Figure 5.7 Visualisation of sniffer bike open data with specific web application
During this research project, post-processed data became available separately55. The post
processing is done by RIVM. The dataset contains the RIVM corrected measurement data
collected by the snifferbikes. Every week a collection is made of the data collected in the
previous week and published here. However, verifying the content of these data (data of
verification 14th of June 2020) resulted in empty datasets.

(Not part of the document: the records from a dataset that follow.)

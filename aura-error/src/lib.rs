pub mod ext;
pub mod macros;
pub mod stack;
pub mod status_code;
pub mod types;

// Publicly re-export all error types and functions from the submodules to
// simplify access from external code.
pub use ext::*;
pub use macros::*;
pub use stack::*;
pub use status_code::*;
pub use types::*;

pub type AuraResult<T> = Result<T, StackError>;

53 https://civity.nl/products-solutions/snuffelfiets
54 https://civity.nl/en/sniffer-bike/
55 https://ckan.dataplatform.nl/dataset/rivm-corrected-snifferbike-snuffelfiets-data
44
The province of Utrecht is financing the sensors to be used by the volunteers and Civity
provides for the data management part. Besides the measurements themselves, the experiment
has the additional objective to define what the minimum amount of measuring cyclists has to
be to obtain viable results and what conclusions can be drawn from these results. The
experiment is ongoing in 2020 and will end in December 2020. On the 2nd of June 2020 a
webinar was organised to present the results obtained until June 202056. In essence three
conclusions were made:
• measuring fine dust (making use of the Sensirion SPS30 sensor) works good for
PM2.5 but doesn’t work for PM10
• the sensors need frequent calibration
• whether there are real differences in air quality between routes cannot be concluded
yet (one of the reasons is that on many days there are too few measurements to be able
to make significant statements for the whole of the province Utrecht)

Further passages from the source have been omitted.